== What is needed ==
Scan the entries below for the word "chrono". Copy out every line in which it occurs.

== Records from a collection ==
┄┄┄┄┄┄┄┄┄┄

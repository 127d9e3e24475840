use chrono::{DateTime, Utc};
use serde::{Deserialize, Serialize};
use validator::Validate;

#[derive(Debug, Clone, PartialEq, Serialize, Deserialize)]
pub struct User {
    pub id: i64,
    pub email: String,
    #[serde(default)]
    pub firstname: Option<String>,
    #[serde(default)]
    pub lastname: Option<String>,
    #[serde(default, skip_serializing_if = "Option::is_none")]
    pub created_at: Option<DateTime<Utc>>,
    #[serde(default, skip_serializing_if = "Option::is_none")]
    pub updated_at: Option<DateTime<Utc>>,
}

impl User {
    /// Short name shown in the header: the local part of the email address.
    pub fn display_name(&self) -> String {
        match self.email.split('@').next() {
            Some(name) if !name.is_empty() => name.to_string(),
            _ => "Utilisateur".to_string(),
        }
    }
}

/// Authenticated identity plus bearer credential, as returned by the auth
/// endpoints (`{token, user}`).
#[derive(Debug, Clone, PartialEq, Serialize, Deserialize)]
pub struct Session {
    pub token: String,
    pub user: User,
}

/// POST /auth/login
#[derive(Debug, Clone, Serialize, Validate)]
pub struct LoginRequest {
    #[validate(email(message = "Format d'email invalide"))]
    pub email: String,

    #[validate(length(min = 1, message = "Le mot de passe est requis"))]
    pub password: String,
}

/// POST /auth/register
#[derive(Debug, Clone, Serialize, Validate)]
pub struct RegisterRequest {
    #[validate(length(min = 2, max = 50, message = "Le prénom doit contenir entre 2 et 50 caractères"))]
    pub firstname: String,

    #[validate(length(min = 2, max = 50, message = "Le nom doit contenir entre 2 et 50 caractères"))]
    pub lastname: String,

    #[validate(email(message = "Format d'email invalide"))]
    pub email: String,

    #[validate(length(min = 6, message = "Le mot de passe doit contenir au moins 6 caractères"))]
    pub password: String,

    /// Form-level confirmation; checked locally and never serialized.
    #[serde(skip_serializing)]
    #[validate(must_match(other = "password", message = "Les mots de passe ne correspondent pas"))]
    pub password_confirm: String,
}
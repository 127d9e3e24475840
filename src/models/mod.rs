pub mod entry;
pub mod stats;
pub mod user;
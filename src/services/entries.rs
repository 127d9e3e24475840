use std::sync::atomic::{AtomicU64, Ordering};
use std::sync::Arc;

use chrono::{Local, NaiveDate};
use tokio::sync::watch;
use validator::Validate;

use crate::error::AppResult;
use crate::gateway::JournalApi;
use crate::models::entry::{DailyEntry, EntryDraft, EntryQuery};
use crate::services::stats::StatsCache;
use crate::services::RequestStatus;

/// Holds the journal entries the client currently knows about, newest first,
/// at most one per calendar date. All mutations go through this cache so the
/// collection, its subscribers, and the server stay in step.
pub struct EntryCache {
    api: Arc<dyn JournalApi>,
    stats: Arc<StatsCache>,
    entries: watch::Sender<Vec<DailyEntry>>,
    /// Bumped by every applied mutation. A load response is applied only if
    /// the revision still matches the one captured when the load was issued,
    /// so a slow fetch cannot overwrite a faster save or delete.
    revision: AtomicU64,
    status: RequestStatus,
}

impl EntryCache {
    pub fn new(api: Arc<dyn JournalApi>, stats: Arc<StatsCache>) -> Self {
        let (entries, _) = watch::channel(Vec::new());
        Self {
            api,
            stats,
            entries,
            revision: AtomicU64::new(0),
            status: RequestStatus::default(),
        }
    }

    /// Fetch entries matching `query` and replace the held collection with
    /// the response. Loads that lose the race against a concurrent mutation
    /// are discarded; the fetched entries are returned to the caller either
    /// way. A successful load also refreshes stats in the background.
    pub async fn load(&self, query: EntryQuery) -> AppResult<Vec<DailyEntry>> {
        self.status.begin();
        let issued_at = self.revision.load(Ordering::SeqCst);
        match self.api.list_entries(&query).await {
            Ok(fetched) => {
                if !self.try_apply_load(issued_at, &fetched) {
                    tracing::debug!(
                        count = fetched.len(),
                        "Discarding stale entry load, collection changed while in flight"
                    );
                }
                self.status.succeed();
                self.stats.refresh_in_background();
                Ok(fetched)
            }
            Err(e) => {
                self.status.fail(e.user_message());
                Err(e)
            }
        }
    }

    /// Validate `draft`, post it, and upsert the canonical entry the server
    /// returns into the held collection by date. Refreshes stats in the
    /// background on success.
    pub async fn save(&self, draft: &EntryDraft) -> AppResult<DailyEntry> {
        draft.validate()?;
        self.status.begin();
        match self.api.save_entry(draft).await {
            Ok(saved) => {
                self.upsert(saved.clone());
                self.status.succeed();
                self.stats.refresh_in_background();
                Ok(saved)
            }
            Err(e) => {
                self.status.fail(e.user_message());
                Err(e)
            }
        }
    }

    /// Delete the entry on the server, then drop it from the held
    /// collection. Stats are left as-is; the next load or save refreshes
    /// them.
    pub async fn delete(&self, id: i64) -> AppResult<()> {
        self.status.begin();
        match self.api.delete_entry(id).await {
            Ok(()) => {
                self.remove(id);
                self.status.succeed();
                Ok(())
            }
            Err(e) => {
                self.status.fail(e.user_message());
                Err(e)
            }
        }
    }

    /// Fetch a single entry by id without touching the held collection.
    pub async fn fetch(&self, id: i64) -> AppResult<DailyEntry> {
        self.api.get_entry(id).await
    }

    /// The held entry for the current local calendar day, if any.
    pub fn today_entry(&self) -> Option<DailyEntry> {
        let today = Local::now().date_naive();
        entry_for_date(&self.entries.borrow(), today)
    }

    /// Snapshot of the held collection.
    pub fn entries(&self) -> Vec<DailyEntry> {
        self.entries.borrow().clone()
    }

    /// Receiver observing the current collection and every change.
    pub fn subscribe(&self) -> watch::Receiver<Vec<DailyEntry>> {
        self.entries.subscribe()
    }

    pub fn is_loading(&self) -> bool {
        self.status.is_loading()
    }

    pub fn last_error(&self) -> Option<String> {
        self.status.last_error()
    }

    /// Replace the collection with `fetched` unless a mutation landed after
    /// the load was issued. The check and the swap run inside the watch
    /// channel's closure, atomically with respect to other mutations.
    fn try_apply_load(&self, issued_at: u64, fetched: &[DailyEntry]) -> bool {
        let mut applied = false;
        self.entries.send_if_modified(|current| {
            if self.revision.load(Ordering::SeqCst) != issued_at {
                return false;
            }
            self.revision.fetch_add(1, Ordering::SeqCst);
            *current = fetched.to_vec();
            applied = true;
            true
        });
        applied
    }

    /// Replace the element sharing the entry's date, or prepend when the
    /// date is new.
    fn upsert(&self, entry: DailyEntry) {
        self.entries.send_modify(|current| {
            self.revision.fetch_add(1, Ordering::SeqCst);
            match current.iter_mut().find(|held| held.date == entry.date) {
                Some(slot) => *slot = entry,
                None => current.insert(0, entry),
            }
        });
    }

    /// Drop the entry with `id`. An absent id leaves the collection
    /// untouched and notifies nobody, but still counts as a mutation so
    /// in-flight loads cannot resurrect the deleted entry.
    fn remove(&self, id: i64) {
        self.entries.send_if_modified(|current| {
            self.revision.fetch_add(1, Ordering::SeqCst);
            let before = current.len();
            current.retain(|held| held.id != Some(id));
            current.len() != before
        });
    }
}

/// First entry whose calendar date matches `date`.
fn entry_for_date(entries: &[DailyEntry], date: NaiveDate) -> Option<DailyEntry> {
    entries.iter().find(|entry| entry.date == date).cloned()
}
use std::sync::Arc;

use tokio::sync::watch;

use crate::error::AppResult;
use crate::gateway::JournalApi;
use crate::models::stats::StatsSnapshot;
use crate::services::RequestStatus;

/// Cached mirror of the server-computed aggregates. The held snapshot is
/// replaced wholesale on every successful refresh; nothing is derived
/// client-side from the entry collection.
pub struct StatsCache {
    api: Arc<dyn JournalApi>,
    snapshot: watch::Sender<Option<StatsSnapshot>>,
    status: RequestStatus,
}

impl StatsCache {
    pub fn new(api: Arc<dyn JournalApi>) -> Self {
        let (snapshot, _) = watch::channel(None);
        Self {
            api,
            snapshot,
            status: RequestStatus::default(),
        }
    }

    /// Fetch the aggregates and replace the held snapshot.
    pub async fn refresh(&self) -> AppResult<StatsSnapshot> {
        self.status.begin();
        match self.api.stats_summary().await {
            Ok(snapshot) => {
                self.snapshot.send_replace(Some(snapshot.clone()));
                self.status.succeed();
                Ok(snapshot)
            }
            Err(e) => {
                self.status.fail(e.user_message());
                Err(e)
            }
        }
    }

    /// Refresh on the runtime without surfacing the result. Failures are
    /// logged and the previous snapshot stays in place.
    pub fn refresh_in_background(self: &Arc<Self>) {
        let stats = Arc::clone(self);
        tokio::spawn(async move {
            if let Err(e) = stats.refresh().await {
                tracing::warn!(error = %e, "Background stats refresh failed");
            }
        });
    }

    pub fn snapshot(&self) -> Option<StatsSnapshot> {
        self.snapshot.borrow().clone()
    }

    /// Receiver observing the current snapshot and every replacement.
    pub fn subscribe(&self) -> watch::Receiver<Option<StatsSnapshot>> {
        self.snapshot.subscribe()
    }

    pub fn is_loading(&self) -> bool {
        self.status.is_loading()
    }

    pub fn last_error(&self) -> Option<String> {
        self.status.last_error()
    }
}
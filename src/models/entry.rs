use chrono::{DateTime, NaiveDate, Utc};
use serde::{Deserialize, Serialize};
use validator::Validate;

/// One user's well-being record for a single calendar day.
#[derive(Debug, Clone, PartialEq, Serialize, Deserialize)]
pub struct DailyEntry {
    #[serde(default, skip_serializing_if = "Option::is_none")]
    pub id: Option<i64>,
    #[serde(default, skip_serializing_if = "Option::is_none")]
    pub user_id: Option<i64>,
    #[serde(with = "calendar_date")]
    pub date: NaiveDate,
    pub mood: i32,
    pub sleep_hours: f32,
    pub water_cups: i32,
    pub sport_min: i32,
    #[serde(default)]
    pub note: Option<String>,
    #[serde(default, skip_serializing_if = "Option::is_none")]
    pub created_at: Option<DateTime<Utc>>,
    #[serde(default, skip_serializing_if = "Option::is_none")]
    pub updated_at: Option<DateTime<Utc>>,
}

impl DailyEntry {
    pub fn mood_emoji(&self) -> &'static str {
        mood_emoji(self.mood)
    }

    pub fn mood_label(&self) -> &'static str {
        mood_label(self.mood)
    }
}

/// POST /entries payload. The server answers with the canonical `DailyEntry`,
/// creating or replacing the record for (user, date).
#[derive(Debug, Clone, Serialize, Validate)]
pub struct EntryDraft {
    #[serde(with = "calendar_date")]
    pub date: NaiveDate,
    #[validate(range(min = 1, max = 5, message = "L'humeur doit être comprise entre 1 et 5"))]
    pub mood: i32,
    #[validate(range(
        min = 0.0,
        max = 24.0,
        message = "Les heures de sommeil doivent être comprises entre 0 et 24"
    ))]
    pub sleep_hours: f32,
    #[validate(range(min = 0, message = "Le nombre de verres d'eau ne peut pas être négatif"))]
    pub water_cups: i32,
    #[validate(range(min = 0, message = "Les minutes de sport ne peuvent pas être négatives"))]
    pub sport_min: i32,
    pub note: String,
}

impl EntryDraft {
    /// Blank form for a given day. Mood starts at the unselected placeholder
    /// (0), which validation rejects until the user picks a rating.
    pub fn for_date(date: NaiveDate) -> Self {
        Self {
            date,
            mood: 0,
            sleep_hours: 7.5,
            water_cups: 8,
            sport_min: 0,
            note: String::new(),
        }
    }
}

/// GET /entries filters; every field is optional.
#[derive(Debug, Clone, Default, Serialize)]
pub struct EntryQuery {
    #[serde(skip_serializing_if = "Option::is_none")]
    pub date: Option<NaiveDate>,
    #[serde(skip_serializing_if = "Option::is_none")]
    pub start_date: Option<NaiveDate>,
    #[serde(skip_serializing_if = "Option::is_none")]
    pub end_date: Option<NaiveDate>,
}

impl EntryQuery {
    /// Entries for one exact day.
    pub fn on(date: NaiveDate) -> Self {
        Self {
            date: Some(date),
            ..Self::default()
        }
    }

    /// Entries within an inclusive date range.
    pub fn between(start_date: NaiveDate, end_date: NaiveDate) -> Self {
        Self {
            start_date: Some(start_date),
            end_date: Some(end_date),
            ..Self::default()
        }
    }
}

const MOOD_SCALE: [(&str, &str); 5] = [
    ("😢", "Très triste"),
    ("😞", "Triste"),
    ("😐", "Neutre"),
    ("😊", "Bonne humeur"),
    ("😍", "Excellente humeur"),
];

fn mood_step(mood: i32) -> (&'static str, &'static str) {
    mood.checked_sub(1)
        .and_then(|step| usize::try_from(step).ok())
        .and_then(|i| MOOD_SCALE.get(i))
        .copied()
        .unwrap_or(MOOD_SCALE[2])
}

/// Emoji for a 1-5 mood rating; out-of-range values fall back to neutral.
pub fn mood_emoji(mood: i32) -> &'static str {
    mood_step(mood).0
}

/// Label for a 1-5 mood rating; out-of-range values fall back to neutral.
pub fn mood_label(mood: i32) -> &'static str {
    mood_step(mood).1
}

/// The server serializes entry dates as full RFC 3339 timestamps while drafts
/// post bare `YYYY-MM-DD` strings. Both deserialize to the calendar date as
/// written (any time-of-day or offset in a timestamp is dropped, not
/// converted); serialization always emits `YYYY-MM-DD`.
pub(crate) mod calendar_date {
    use chrono::{DateTime, NaiveDate};
    use serde::{Deserialize, Deserializer, Serializer};

    const FORMAT: &str = "%Y-%m-%d";

    pub fn serialize<S>(date: &NaiveDate, serializer: S) -> Result<S::Ok, S::Error>
    where
        S: Serializer,
    {
        serializer.serialize_str(&date.format(FORMAT).to_string())
    }

    pub fn deserialize<'de, D>(deserializer: D) -> Result<NaiveDate, D::Error>
    where
        D: Deserializer<'de>,
    {
        let raw = String::deserialize(deserializer)?;
        parse(&raw).map_err(serde::de::Error::custom)
    }

    pub fn parse(raw: &str) -> Result<NaiveDate, String> {
        if let Ok(date) = NaiveDate::parse_from_str(raw, FORMAT) {
            return Ok(date);
        }
        if let Ok(timestamp) = DateTime::parse_from_rfc3339(raw) {
            return Ok(timestamp.date_naive());
        }
        Err(format!("invalid calendar date: {raw}"))
    }
}
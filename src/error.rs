/// Fallback shown to the user when a failure carries no server message.
pub const GENERIC_ERROR_MESSAGE: &str = "Une erreur est survenue";

#[derive(Debug, thiserror::Error)]
pub enum AppError {
    #[error("Validation error: {0}")]
    Validation(String),

    #[error("API error ({status}): {message}")]
    Api { status: u16, message: String },

    #[error("Request failed: {0}")]
    Http(#[from] reqwest::Error),

    #[error("Internal error: {0}")]
    Internal(#[from] anyhow::Error),
}

impl AppError {
    /// Single human-readable message for inline display, per failed operation.
    pub fn user_message(&self) -> String {
        match self {
            AppError::Validation(msg) => msg.clone(),
            AppError::Api { message, .. } => message.clone(),
            AppError::Http(_) | AppError::Internal(_) => GENERIC_ERROR_MESSAGE.to_string(),
        }
    }

    pub fn is_unauthorized(&self) -> bool {
        matches!(self, AppError::Api { status: 401, .. })
    }

    pub fn is_not_found(&self) -> bool {
        matches!(self, AppError::Api { status: 404, .. })
    }
}

impl From<validator::ValidationErrors> for AppError {
    fn from(errors: validator::ValidationErrors) -> Self {
        let message = errors
            .field_errors()
            .into_values()
            .flat_map(|errs| errs.iter())
            .find_map(|e| e.message.as_ref().map(|m| m.to_string()))
            .unwrap_or_else(|| "Saisie invalide".to_string());
        AppError::Validation(message)
    }
}

pub type AppResult<T> = Result<T, AppError>;
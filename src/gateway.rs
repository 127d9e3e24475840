use std::sync::Arc;

use async_trait::async_trait;
use serde::de::DeserializeOwned;
use serde::Deserialize;

use crate::error::{AppError, AppResult, GENERIC_ERROR_MESSAGE};
use crate::models::entry::{DailyEntry, EntryDraft, EntryQuery};
use crate::models::stats::StatsSnapshot;
use crate::models::user::{LoginRequest, RegisterRequest, Session};
use crate::storage::{Storage, AUTH_TOKEN_KEY};

/// Backend surface the caches talk to. Implemented by [`HttpGateway`] in
/// production; tests swap in a scripted fake.
#[async_trait]
pub trait JournalApi: Send + Sync {
    async fn login(&self, credentials: &LoginRequest) -> AppResult<Session>;
    async fn register(&self, registration: &RegisterRequest) -> AppResult<Session>;
    async fn list_entries(&self, query: &EntryQuery) -> AppResult<Vec<DailyEntry>>;
    async fn get_entry(&self, id: i64) -> AppResult<DailyEntry>;
    async fn save_entry(&self, draft: &EntryDraft) -> AppResult<DailyEntry>;
    async fn delete_entry(&self, id: i64) -> AppResult<()>;
    async fn stats_summary(&self) -> AppResult<StatsSnapshot>;
}

/// Error envelope the backend returns on non-2xx responses. Older server
/// versions fill `error`, newer ones `message`.
#[derive(Debug, Deserialize)]
struct ErrorBody {
    #[serde(default)]
    message: Option<String>,
    #[serde(default)]
    error: Option<String>,
}

/// Turn a failed response into [`AppError::Api`], preferring the server's own
/// message when the body carries one.
fn api_error(status: u16, body: &str) -> AppError {
    let message = serde_json::from_str::<ErrorBody>(body)
        .ok()
        .and_then(|envelope| envelope.message.or(envelope.error))
        .unwrap_or_else(|| GENERIC_ERROR_MESSAGE.to_string());
    AppError::Api { status, message }
}

/// reqwest-backed [`JournalApi`] against the MoodlyPulse backend. Attaches the
/// persisted bearer token to every request; requests without a stored session
/// go out bare and the server answers 401.
pub struct HttpGateway {
    client: reqwest::Client,
    base_url: String,
    storage: Arc<Storage>,
}

impl HttpGateway {
    pub fn new(base_url: impl Into<String>, storage: Arc<Storage>) -> Self {
        Self {
            client: reqwest::Client::new(),
            base_url: base_url.into(),
            storage,
        }
    }

    fn url(&self, path: &str) -> String {
        format!("{}{}", self.base_url.trim_end_matches('/'), path)
    }

    fn authorize(&self, request: reqwest::RequestBuilder) -> reqwest::RequestBuilder {
        match self.storage.get(AUTH_TOKEN_KEY) {
            Some(token) => request.header("Authorization", format!("Bearer {}", token)),
            None => request,
        }
    }

    async fn execute<T: DeserializeOwned>(
        &self,
        request: reqwest::RequestBuilder,
    ) -> AppResult<T> {
        let response = self.authorize(request).send().await?;
        let status = response.status();
        if !status.is_success() {
            let body = response.text().await.unwrap_or_default();
            return Err(api_error(status.as_u16(), &body));
        }
        Ok(response.json().await?)
    }

    /// Like `execute` but discards the body. DELETE answers vary between
    /// 200-with-body and 204 across backend versions; any 2xx counts.
    async fn execute_no_content(&self, request: reqwest::RequestBuilder) -> AppResult<()> {
        let response = self.authorize(request).send().await?;
        let status = response.status();
        if !status.is_success() {
            let body = response.text().await.unwrap_or_default();
            return Err(api_error(status.as_u16(), &body));
        }
        Ok(())
    }
}

#[async_trait]
impl JournalApi for HttpGateway {
    async fn login(&self, credentials: &LoginRequest) -> AppResult<Session> {
        self.execute(self.client.post(self.url("/auth/login")).json(credentials))
            .await
    }

    async fn register(&self, registration: &RegisterRequest) -> AppResult<Session> {
        self.execute(
            self.client
                .post(self.url("/auth/register"))
                .json(registration),
        )
        .await
    }

    async fn list_entries(&self, query: &EntryQuery) -> AppResult<Vec<DailyEntry>> {
        self.execute(self.client.get(self.url("/entries")).query(query))
            .await
    }

    async fn get_entry(&self, id: i64) -> AppResult<DailyEntry> {
        self.execute(self.client.get(self.url(&format!("/entries/{}", id))))
            .await
    }

    async fn save_entry(&self, draft: &EntryDraft) -> AppResult<DailyEntry> {
        self.execute(self.client.post(self.url("/entries")).json(draft))
            .await
    }

    async fn delete_entry(&self, id: i64) -> AppResult<()> {
        self.execute_no_content(self.client.delete(self.url(&format!("/entries/{}", id))))
            .await
    }

    async fn stats_summary(&self) -> AppResult<StatsSnapshot> {
        self.execute(self.client.get(self.url("/stats/summary")))
            .await
    }
}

┄┄┄┄┄┄┄┄┄┄

== Answer space ==
use chrono::{DateTime, Utc};
use chrono::{Local, NaiveDate};
use chrono::{DateTime, NaiveDate, Utc};
    use chrono::{DateTime, NaiveDate};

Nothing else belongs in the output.